■ **TASK TO COMPLETE**: In the listing that follows, how many lines contain "prev"? Give the number only.

■ **EXTRACTED ENTRIES**:
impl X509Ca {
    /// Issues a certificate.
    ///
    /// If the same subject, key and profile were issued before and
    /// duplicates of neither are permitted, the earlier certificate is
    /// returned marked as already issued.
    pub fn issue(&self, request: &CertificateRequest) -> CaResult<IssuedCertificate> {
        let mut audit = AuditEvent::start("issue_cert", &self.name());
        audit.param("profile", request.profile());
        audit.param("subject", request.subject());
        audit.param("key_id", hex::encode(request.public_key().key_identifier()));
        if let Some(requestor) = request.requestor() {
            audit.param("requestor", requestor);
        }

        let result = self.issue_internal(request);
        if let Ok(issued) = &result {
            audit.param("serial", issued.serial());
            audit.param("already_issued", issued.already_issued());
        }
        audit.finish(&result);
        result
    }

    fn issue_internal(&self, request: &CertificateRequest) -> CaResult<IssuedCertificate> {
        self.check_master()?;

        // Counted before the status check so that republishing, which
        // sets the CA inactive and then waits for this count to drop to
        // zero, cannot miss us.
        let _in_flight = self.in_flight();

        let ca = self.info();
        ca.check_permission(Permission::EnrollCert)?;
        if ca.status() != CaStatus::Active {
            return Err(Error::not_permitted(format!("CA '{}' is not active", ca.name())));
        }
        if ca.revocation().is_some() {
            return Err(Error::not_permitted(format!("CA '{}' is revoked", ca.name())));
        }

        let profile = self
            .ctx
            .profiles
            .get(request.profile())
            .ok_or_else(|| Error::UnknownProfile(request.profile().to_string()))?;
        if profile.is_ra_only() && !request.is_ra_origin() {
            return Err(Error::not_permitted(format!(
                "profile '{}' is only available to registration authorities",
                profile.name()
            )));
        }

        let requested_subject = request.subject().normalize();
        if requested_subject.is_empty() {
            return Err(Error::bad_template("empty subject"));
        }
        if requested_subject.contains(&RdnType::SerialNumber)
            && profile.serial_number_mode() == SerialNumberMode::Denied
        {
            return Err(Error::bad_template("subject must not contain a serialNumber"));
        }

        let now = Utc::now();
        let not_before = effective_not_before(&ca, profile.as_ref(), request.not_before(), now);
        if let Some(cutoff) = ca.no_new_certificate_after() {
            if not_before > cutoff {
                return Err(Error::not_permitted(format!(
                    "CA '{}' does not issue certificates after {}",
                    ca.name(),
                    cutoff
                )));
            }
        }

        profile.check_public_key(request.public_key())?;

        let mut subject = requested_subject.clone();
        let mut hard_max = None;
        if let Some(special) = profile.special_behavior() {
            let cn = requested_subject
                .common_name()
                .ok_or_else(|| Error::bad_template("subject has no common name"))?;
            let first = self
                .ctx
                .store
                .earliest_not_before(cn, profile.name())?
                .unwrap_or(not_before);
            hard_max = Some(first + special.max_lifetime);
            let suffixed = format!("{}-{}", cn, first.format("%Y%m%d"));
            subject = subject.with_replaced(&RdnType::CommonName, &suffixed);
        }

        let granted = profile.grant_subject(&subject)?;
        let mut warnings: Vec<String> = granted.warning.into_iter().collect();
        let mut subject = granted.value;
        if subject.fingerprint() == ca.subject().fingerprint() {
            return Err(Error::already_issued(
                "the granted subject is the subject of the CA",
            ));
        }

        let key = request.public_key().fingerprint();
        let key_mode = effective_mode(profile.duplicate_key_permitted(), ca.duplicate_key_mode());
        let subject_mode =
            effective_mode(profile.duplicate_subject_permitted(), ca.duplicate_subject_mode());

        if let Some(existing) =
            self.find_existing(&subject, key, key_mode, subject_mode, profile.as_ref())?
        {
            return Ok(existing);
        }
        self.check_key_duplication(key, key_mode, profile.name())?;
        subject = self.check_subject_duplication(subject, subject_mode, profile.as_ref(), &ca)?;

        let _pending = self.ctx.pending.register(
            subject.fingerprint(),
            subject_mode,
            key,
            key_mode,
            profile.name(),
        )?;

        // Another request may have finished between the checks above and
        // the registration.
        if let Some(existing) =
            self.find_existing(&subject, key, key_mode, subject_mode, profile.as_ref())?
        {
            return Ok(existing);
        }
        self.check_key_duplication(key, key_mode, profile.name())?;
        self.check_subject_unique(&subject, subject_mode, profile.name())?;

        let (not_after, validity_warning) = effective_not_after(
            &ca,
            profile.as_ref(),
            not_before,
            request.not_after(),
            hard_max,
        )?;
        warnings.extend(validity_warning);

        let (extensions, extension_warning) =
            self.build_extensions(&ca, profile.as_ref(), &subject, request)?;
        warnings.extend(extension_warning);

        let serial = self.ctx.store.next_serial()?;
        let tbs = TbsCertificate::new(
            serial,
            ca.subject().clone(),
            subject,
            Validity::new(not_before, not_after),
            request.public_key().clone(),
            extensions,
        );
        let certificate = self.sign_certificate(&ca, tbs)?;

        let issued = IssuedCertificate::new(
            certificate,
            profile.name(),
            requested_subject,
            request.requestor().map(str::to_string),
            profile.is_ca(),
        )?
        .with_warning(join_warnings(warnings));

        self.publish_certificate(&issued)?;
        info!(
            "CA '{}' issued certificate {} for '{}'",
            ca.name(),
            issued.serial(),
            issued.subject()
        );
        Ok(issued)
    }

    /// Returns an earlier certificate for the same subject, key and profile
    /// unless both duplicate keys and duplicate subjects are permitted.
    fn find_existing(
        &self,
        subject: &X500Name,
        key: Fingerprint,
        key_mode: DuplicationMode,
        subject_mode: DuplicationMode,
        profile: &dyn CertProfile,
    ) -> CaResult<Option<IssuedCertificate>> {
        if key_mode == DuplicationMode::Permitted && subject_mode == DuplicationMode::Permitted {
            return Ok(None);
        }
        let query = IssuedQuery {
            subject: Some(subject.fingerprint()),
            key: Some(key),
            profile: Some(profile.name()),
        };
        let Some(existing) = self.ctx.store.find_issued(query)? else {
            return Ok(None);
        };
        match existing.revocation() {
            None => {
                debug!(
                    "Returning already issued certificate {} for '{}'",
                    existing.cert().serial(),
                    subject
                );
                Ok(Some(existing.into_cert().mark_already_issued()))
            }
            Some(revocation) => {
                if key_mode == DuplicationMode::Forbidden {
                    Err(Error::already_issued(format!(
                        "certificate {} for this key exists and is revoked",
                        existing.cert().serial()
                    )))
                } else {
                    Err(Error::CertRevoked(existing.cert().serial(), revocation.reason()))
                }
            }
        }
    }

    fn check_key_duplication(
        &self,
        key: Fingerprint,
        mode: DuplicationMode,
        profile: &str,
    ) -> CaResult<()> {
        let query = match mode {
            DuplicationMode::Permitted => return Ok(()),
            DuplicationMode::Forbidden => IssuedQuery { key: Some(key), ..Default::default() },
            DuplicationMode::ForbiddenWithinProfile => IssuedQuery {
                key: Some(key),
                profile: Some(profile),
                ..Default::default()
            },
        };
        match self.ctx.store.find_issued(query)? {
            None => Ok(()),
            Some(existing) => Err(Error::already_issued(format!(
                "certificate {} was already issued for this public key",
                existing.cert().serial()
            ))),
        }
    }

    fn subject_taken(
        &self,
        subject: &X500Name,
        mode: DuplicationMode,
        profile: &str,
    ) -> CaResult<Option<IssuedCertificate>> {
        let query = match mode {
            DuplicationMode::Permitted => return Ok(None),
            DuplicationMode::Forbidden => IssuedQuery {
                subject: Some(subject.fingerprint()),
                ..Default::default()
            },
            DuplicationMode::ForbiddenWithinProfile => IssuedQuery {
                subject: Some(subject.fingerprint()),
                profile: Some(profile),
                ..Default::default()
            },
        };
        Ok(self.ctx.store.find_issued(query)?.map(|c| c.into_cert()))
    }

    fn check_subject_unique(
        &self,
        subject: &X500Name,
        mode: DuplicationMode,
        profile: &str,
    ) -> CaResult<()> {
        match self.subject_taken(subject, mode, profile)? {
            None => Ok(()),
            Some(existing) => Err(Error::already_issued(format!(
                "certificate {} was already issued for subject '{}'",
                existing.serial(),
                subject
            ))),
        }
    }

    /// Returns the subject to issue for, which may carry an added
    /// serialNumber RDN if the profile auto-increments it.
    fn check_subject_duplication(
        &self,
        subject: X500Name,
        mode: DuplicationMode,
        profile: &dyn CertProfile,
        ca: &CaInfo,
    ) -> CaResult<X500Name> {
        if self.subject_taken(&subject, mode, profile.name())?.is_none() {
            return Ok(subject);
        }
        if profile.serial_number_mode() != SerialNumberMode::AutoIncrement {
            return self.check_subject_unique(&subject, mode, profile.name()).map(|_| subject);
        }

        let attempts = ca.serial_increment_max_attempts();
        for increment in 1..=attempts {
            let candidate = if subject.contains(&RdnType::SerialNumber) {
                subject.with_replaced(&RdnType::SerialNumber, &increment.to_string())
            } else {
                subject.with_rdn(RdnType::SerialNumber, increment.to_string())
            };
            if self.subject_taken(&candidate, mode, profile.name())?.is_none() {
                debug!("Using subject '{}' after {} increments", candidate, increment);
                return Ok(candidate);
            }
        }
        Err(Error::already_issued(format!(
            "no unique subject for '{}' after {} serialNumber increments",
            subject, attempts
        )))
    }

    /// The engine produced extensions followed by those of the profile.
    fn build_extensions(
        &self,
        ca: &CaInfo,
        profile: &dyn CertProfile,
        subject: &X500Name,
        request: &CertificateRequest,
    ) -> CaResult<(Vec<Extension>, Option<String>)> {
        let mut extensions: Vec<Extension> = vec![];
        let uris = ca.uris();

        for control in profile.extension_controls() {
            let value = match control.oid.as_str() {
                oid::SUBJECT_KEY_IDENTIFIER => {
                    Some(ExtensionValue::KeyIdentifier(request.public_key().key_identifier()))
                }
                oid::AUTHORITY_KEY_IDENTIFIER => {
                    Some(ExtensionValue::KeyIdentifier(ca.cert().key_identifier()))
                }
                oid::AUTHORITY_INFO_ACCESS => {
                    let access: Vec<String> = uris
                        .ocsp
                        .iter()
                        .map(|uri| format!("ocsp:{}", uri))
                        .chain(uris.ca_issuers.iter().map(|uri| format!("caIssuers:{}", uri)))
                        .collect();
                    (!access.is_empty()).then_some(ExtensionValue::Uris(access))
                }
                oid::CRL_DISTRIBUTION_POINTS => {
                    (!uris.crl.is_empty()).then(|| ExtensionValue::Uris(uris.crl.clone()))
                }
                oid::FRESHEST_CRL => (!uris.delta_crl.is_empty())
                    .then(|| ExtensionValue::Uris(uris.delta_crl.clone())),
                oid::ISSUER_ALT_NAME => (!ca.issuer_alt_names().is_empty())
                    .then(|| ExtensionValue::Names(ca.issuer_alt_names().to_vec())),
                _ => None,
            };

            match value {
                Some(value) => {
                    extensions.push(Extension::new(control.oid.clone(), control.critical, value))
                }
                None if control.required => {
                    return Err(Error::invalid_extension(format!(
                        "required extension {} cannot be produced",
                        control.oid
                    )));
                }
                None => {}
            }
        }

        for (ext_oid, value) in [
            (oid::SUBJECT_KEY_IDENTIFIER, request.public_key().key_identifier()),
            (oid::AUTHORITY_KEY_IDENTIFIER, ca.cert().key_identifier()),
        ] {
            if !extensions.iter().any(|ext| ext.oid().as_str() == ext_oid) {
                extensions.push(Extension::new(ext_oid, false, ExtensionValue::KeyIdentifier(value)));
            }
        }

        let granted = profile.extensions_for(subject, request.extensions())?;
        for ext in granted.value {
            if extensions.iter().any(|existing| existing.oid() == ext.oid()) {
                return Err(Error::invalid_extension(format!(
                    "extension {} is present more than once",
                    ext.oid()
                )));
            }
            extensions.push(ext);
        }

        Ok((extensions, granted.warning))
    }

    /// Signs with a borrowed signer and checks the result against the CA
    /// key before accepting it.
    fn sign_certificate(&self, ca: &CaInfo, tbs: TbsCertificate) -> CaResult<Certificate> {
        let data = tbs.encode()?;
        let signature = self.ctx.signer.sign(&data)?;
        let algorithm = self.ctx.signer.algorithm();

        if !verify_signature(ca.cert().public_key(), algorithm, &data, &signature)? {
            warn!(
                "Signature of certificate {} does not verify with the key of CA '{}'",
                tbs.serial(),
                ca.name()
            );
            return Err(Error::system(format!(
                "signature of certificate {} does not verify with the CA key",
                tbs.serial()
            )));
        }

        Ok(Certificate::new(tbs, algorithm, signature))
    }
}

---

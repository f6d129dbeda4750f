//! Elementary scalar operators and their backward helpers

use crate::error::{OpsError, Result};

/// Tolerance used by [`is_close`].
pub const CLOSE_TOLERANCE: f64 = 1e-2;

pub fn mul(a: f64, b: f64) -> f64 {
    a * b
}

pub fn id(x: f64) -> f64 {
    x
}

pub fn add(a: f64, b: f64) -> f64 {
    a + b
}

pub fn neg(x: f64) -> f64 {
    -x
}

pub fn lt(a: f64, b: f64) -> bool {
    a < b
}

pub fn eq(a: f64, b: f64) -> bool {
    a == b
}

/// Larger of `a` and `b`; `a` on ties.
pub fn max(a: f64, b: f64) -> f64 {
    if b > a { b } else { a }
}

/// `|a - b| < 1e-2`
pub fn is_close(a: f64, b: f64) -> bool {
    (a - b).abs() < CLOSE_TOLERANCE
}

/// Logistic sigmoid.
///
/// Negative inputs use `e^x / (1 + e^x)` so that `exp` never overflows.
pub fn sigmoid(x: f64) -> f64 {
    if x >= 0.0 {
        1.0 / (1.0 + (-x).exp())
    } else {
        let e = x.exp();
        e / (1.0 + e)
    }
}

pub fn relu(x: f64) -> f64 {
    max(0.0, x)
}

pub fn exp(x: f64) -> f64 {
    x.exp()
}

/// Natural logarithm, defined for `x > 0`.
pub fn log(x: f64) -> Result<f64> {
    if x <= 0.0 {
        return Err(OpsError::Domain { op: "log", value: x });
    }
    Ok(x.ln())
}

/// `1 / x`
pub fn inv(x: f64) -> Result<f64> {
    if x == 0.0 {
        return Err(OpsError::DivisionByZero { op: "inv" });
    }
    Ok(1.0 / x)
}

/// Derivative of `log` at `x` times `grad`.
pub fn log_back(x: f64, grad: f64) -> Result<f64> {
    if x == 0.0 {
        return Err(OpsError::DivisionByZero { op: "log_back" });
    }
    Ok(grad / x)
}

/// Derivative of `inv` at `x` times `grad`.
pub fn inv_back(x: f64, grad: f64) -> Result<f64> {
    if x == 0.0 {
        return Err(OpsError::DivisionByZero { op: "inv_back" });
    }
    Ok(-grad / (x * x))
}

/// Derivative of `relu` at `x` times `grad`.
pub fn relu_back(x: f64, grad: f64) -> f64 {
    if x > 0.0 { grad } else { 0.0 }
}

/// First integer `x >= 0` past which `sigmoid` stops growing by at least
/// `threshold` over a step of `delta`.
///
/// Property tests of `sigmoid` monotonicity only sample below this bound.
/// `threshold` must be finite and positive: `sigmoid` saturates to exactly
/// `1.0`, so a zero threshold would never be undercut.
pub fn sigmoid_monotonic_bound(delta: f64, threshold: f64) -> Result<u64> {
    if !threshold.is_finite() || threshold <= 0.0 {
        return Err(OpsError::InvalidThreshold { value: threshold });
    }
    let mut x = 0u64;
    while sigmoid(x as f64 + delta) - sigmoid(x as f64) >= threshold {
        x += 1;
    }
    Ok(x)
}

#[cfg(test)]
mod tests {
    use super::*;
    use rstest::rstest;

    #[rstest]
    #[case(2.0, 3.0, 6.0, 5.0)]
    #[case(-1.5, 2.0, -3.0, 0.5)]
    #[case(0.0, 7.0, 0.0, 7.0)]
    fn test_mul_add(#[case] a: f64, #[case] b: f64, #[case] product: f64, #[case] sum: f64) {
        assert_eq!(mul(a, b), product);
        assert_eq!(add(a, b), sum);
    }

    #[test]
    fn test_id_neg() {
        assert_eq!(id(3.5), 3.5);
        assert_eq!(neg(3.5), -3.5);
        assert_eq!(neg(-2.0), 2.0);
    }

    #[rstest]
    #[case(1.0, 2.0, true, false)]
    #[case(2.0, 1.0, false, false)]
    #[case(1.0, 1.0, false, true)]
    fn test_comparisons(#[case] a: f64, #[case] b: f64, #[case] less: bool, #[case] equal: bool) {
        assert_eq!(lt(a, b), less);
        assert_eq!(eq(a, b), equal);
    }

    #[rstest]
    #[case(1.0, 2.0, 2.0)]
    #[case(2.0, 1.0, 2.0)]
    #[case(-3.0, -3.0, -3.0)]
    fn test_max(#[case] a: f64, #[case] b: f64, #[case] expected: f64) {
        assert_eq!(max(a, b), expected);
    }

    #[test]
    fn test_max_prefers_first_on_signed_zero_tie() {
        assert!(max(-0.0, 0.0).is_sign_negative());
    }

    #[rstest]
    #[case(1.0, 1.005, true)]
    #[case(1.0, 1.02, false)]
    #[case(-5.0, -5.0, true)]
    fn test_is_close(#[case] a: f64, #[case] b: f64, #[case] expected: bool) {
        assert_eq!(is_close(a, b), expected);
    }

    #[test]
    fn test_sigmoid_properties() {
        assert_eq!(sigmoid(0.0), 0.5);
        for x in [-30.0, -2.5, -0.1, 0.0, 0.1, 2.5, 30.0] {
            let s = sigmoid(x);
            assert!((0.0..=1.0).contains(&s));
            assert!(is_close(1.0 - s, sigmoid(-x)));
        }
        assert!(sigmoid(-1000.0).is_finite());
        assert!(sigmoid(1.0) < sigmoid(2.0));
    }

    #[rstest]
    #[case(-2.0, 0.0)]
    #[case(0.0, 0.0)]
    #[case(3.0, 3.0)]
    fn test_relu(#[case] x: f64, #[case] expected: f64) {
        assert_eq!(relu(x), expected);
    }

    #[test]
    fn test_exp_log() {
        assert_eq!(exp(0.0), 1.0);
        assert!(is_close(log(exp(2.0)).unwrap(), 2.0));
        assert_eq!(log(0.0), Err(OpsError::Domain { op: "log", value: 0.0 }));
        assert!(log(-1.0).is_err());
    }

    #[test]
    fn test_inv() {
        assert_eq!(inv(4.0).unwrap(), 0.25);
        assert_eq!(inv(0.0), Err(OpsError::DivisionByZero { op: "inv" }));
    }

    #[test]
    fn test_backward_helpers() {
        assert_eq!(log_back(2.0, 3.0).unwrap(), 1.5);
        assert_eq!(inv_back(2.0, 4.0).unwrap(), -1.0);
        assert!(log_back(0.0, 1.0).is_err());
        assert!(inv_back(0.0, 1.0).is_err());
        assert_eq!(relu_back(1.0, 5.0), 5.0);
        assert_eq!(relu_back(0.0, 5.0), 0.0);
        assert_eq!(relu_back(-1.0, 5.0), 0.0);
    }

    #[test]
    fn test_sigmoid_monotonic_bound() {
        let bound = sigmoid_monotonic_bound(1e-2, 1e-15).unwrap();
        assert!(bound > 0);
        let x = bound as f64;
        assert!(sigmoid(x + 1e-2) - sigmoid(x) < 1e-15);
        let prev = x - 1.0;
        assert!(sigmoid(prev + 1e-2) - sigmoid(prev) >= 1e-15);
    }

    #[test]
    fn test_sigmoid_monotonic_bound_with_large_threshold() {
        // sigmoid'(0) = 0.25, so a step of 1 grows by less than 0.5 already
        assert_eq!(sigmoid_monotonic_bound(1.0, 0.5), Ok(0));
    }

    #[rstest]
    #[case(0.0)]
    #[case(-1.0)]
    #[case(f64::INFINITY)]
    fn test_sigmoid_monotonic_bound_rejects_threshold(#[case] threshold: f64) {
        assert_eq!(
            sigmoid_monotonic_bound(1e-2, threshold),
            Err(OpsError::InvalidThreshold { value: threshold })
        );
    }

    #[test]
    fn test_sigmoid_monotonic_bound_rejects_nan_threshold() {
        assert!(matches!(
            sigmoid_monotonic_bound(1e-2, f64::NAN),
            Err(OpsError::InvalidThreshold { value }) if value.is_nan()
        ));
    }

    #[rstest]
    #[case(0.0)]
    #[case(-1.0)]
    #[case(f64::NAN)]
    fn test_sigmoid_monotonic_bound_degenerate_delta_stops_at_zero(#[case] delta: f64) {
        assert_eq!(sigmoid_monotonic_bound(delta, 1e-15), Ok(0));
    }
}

■ **SOLUTION FOR THIS EXERCISE**: 2